When launched, the app first shows a simulation of a stack of photos, all a bit askew, overlapping one another. This pile is drawn from the most recent photos in both your photostream and those photostreams of your contacts. You can drag photos around to see them better. Holding down on a picture brings it to the top of the stack.
If you flick a photo offscreen, another replaces it. Use two fingers to flick, and all the photos from that contact disappear. (A number of tap and swipe shortcuts are available, neatly laid out when you tap the i button at the top.)
You can also hold down on a picture to take actions: email the photo, mark all that contact’s photos as seen (which removes them from the main page), or hide that contact to prevent his or her photos from appearing without “reactivating” them via the Settings menu.
Double-tap a photo, and the contact’s sets are loaded. Double-tap a set, and the photos are revealed. Tap any photo, and the image fills the screen, showing the caption and date at lower left. At upper right, a star or favorite button lets you mark an image as one you like and see others who did the same. A comments button shows comments and allows you to leave new comments, too. Tap Slideshow and the current set is displayed in sequence.
$4.99* • Keeple • http://5str.us/9dp
A perfect interface for interacting with Flickr on an iPad
Flickr Studio takes a different and equally valid approach to filtering Flickr photos for viewing on an iPad. Where Flickpad Pro homes in on sets and contacts, Flickr Studio’s focus is more on time and place.
Flickr incorporates quite a bit of information about each photo that’s uploaded to the service, including geographic coordinates if the picture was taken with a camera or mobile phone that embeds that information. You can also add location details from the Flickr Web site for photos that lack latitude and longitude.

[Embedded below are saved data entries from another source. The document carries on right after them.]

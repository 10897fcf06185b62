//! Command-triggered invalidation.
//!
//! Invalidation is deliberately coarse. Whether a click could change the
//! result of some previously extracted value is not decidable from a
//! selector string, so every mutating command purges the whole session;
//! over-invalidation is the accepted safety margin. The one distinction
//! kept is full-page navigation, which additionally drops the session's
//! page-state index entry because the entire page identity is gone.

use tracing::debug;

use pagepilot_core::Command;

use crate::classify::{classify, is_full_page, Cacheability};
use crate::store::CommandCache;

impl CommandCache {
    /// Notify the cache that a command is being issued for a session.
    ///
    /// Call this for every command regardless of classification; anything
    /// that is not an invalidating command is a no-op.
    pub fn on_command_issued(&self, session_id: &str, command: &Command) {
        if classify(command) != Cacheability::Invalidates {
            return;
        }
        let full_page = is_full_page(command);

        let mut state = self.lock_state();
        let before = state.entries.len();
        state.entries.retain(|key, _| key.session_id != session_id);
        let purged = (before - state.entries.len()) as u64;
        state.stats.invalidations += purged;
        if full_page {
            state.page_states.remove(session_id);
        }
        if purged > 0 {
            debug!(
                session = session_id,
                method = command.method(),
                purged,
                full_page,
                "purged cached results for mutating command"
            );
        }
    }

    /// Purge all entries and page-state tracking for a session, e.g. on
    /// session close. Idempotent: purging an unknown or already-empty
    /// session is a no-op.
    pub fn invalidate_session(&self, session_id: &str) {
        let mut state = self.lock_state();
        let before = state.entries.len();
        state.entries.retain(|key, _| key.session_id != session_id);
        let purged = (before - state.entries.len()) as u64;
        state.stats.invalidations += purged;
        state.page_states.remove(session_id);
        if purged > 0 {
            debug!(session = session_id, purged, "invalidated session");
        }
    }
}

#[cfg(test)]
mod tests {
    use super::*;
    use pagepilot_core::{CacheConfig, CommandOutcome, ExtractMode};
    use serde_json::json;

    fn cache() -> CommandCache {
        CommandCache::new(CacheConfig {
            max_entries: 10,
            default_ttl_secs: 300,
            enable_page_state_tracking: true,
        })
        .unwrap()
    }

    fn extract(selector: &str) -> Command {
        Command::Extract {
            selector: selector.to_string(),
            mode: ExtractMode::Text,
            name: None,
            multiple: false,
            trim: false,
        }
    }

    fn seed(cache: &CommandCache, session_id: &str, selector: &str) {
        cache.store(
            session_id,
            &extract(selector),
            &CommandOutcome::success(json!("value")),
            Some("https://example.com"),
            Some("Example"),
            None,
        );
    }

    #[test]
    fn test_navigation_purges_session() {
        let cache = cache();
        seed(&cache, "s1", "h1");
        seed(&cache, "s1", "h2");
        cache.on_command_issued(
            "s1",
            &Command::Navigate {
                url: "https://elsewhere.net".to_string(),
            },
        );
        assert_eq!(cache.lookup("s1", &extract("h1"), None, None), None);
        assert_eq!(cache.lookup("s1", &extract("h2"), None, None), None);
        assert_eq!(cache.stats().invalidations, 2);
    }

    #[test]
    fn test_click_purges_session() {
        let cache = cache();
        seed(&cache, "s1", "h1");
        cache.on_command_issued(
            "s1",
            &Command::Click {
                selector: "#expand".to_string(),
            },
        );
        assert_eq!(cache.lookup("s1", &extract("h1"), None, None), None);
    }

    #[test]
    fn test_invalidation_spares_other_sessions() {
        let cache = cache();
        seed(&cache, "s1", "h1");
        seed(&cache, "s2", "h1");
        cache.on_command_issued(
            "s1",
            &Command::Navigate {
                url: "https://elsewhere.net".to_string(),
            },
        );
        assert_eq!(cache.lookup("s1", &extract("h1"), None, None), None);
        assert_eq!(
            cache.lookup("s2", &extract("h1"), None, None),
            Some(json!("value"))
        );
    }

    #[test]
    fn test_read_only_command_is_a_no_op() {
        let cache = cache();
        seed(&cache, "s1", "h1");
        cache.on_command_issued("s1", &extract("h2"));
        assert_eq!(
            cache.lookup("s1", &extract("h1"), None, None),
            Some(json!("value"))
        );
        assert_eq!(cache.stats().invalidations, 0);
    }

    #[test]
    fn test_unknown_command_is_a_no_op() {
        let cache = cache();
        seed(&cache, "s1", "h1");
        cache.on_command_issued(
            "s1",
            &Command::Other {
                method: "teleport".to_string(),
                params: json!({}),
            },
        );
        assert_eq!(
            cache.lookup("s1", &extract("h1"), None, None),
            Some(json!("value"))
        );
    }

    #[test]
    fn test_invalidate_session_is_idempotent() {
        let cache = cache();
        seed(&cache, "s1", "h1");
        cache.invalidate_session("s1");
        let after_first = cache.stats();
        assert_eq!(after_first.cache_size, 0);
        assert_eq!(after_first.invalidations, 1);
        // Second call, and one for a session that never existed: no-ops.
        cache.invalidate_session("s1");
        cache.invalidate_session("never-seen");
        let after_second = cache.stats();
        assert_eq!(after_second.cache_size, 0);
        assert_eq!(after_second.invalidations, 1);
    }

    #[test]
    fn test_navigation_drops_page_state_index_but_click_keeps_it() {
        let cache = cache();
        seed(&cache, "s1", "h1");
        assert_eq!(cache.stats().tracked_sessions, 1);

        // Localized mutation purges entries but the session's page-state
        // tracking survives.
        cache.on_command_issued(
            "s1",
            &Command::Click {
                selector: "#expand".to_string(),
            },
        );
        assert_eq!(cache.stats().tracked_sessions, 1);

        // Full-page navigation discards the page identity entirely.
        cache.on_command_issued(
            "s1",
            &Command::Navigate {
                url: "https://elsewhere.net".to_string(),
            },
        );
        assert_eq!(cache.stats().tracked_sessions, 0);
    }

    #[test]
    fn test_invalidate_session_drops_page_state_index() {
        let cache = cache();
        seed(&cache, "s1", "h1");
        assert_eq!(cache.stats().tracked_sessions, 1);
        cache.invalidate_session("s1");
        assert_eq!(cache.stats().tracked_sessions, 0);
    }

    #[test]
    fn test_store_after_invalidation_works() {
        let cache = cache();
        seed(&cache, "s1", "h1");
        cache.invalidate_session("s1");
        seed(&cache, "s1", "h1");
        assert_eq!(
            cache.lookup("s1", &extract("h1"), None, None),
            Some(json!("value"))
        );
    }
}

Flickr Studio navigates among all this embedded and added information. The app’s home page shows a grid of your photos (after you log in with an account), with callouts showing the dates for each batch. Swipe over photos and hold to see a larger thumbnail; tap to view the picture at full size.
Flickr Studio lets you explore quite readily, too, with tabs for your contacts’ photos, for Flickr’s interesting photos of the day, and for pictures available from institutions that offer images for viewing and describing.
A map mode lets you both explore photos around you or anywhere in the world. If you’re viewing pictures and switch into the map mode—available in several places in the app—tiny thumbnails cluster around where those photos were taken. Tap to view.
Paid Flickr Pro users can view photos at the full stored resolution. Like Flickpad Pro, Flickr Studio doesn’t upload pictures; they’re all about viewing.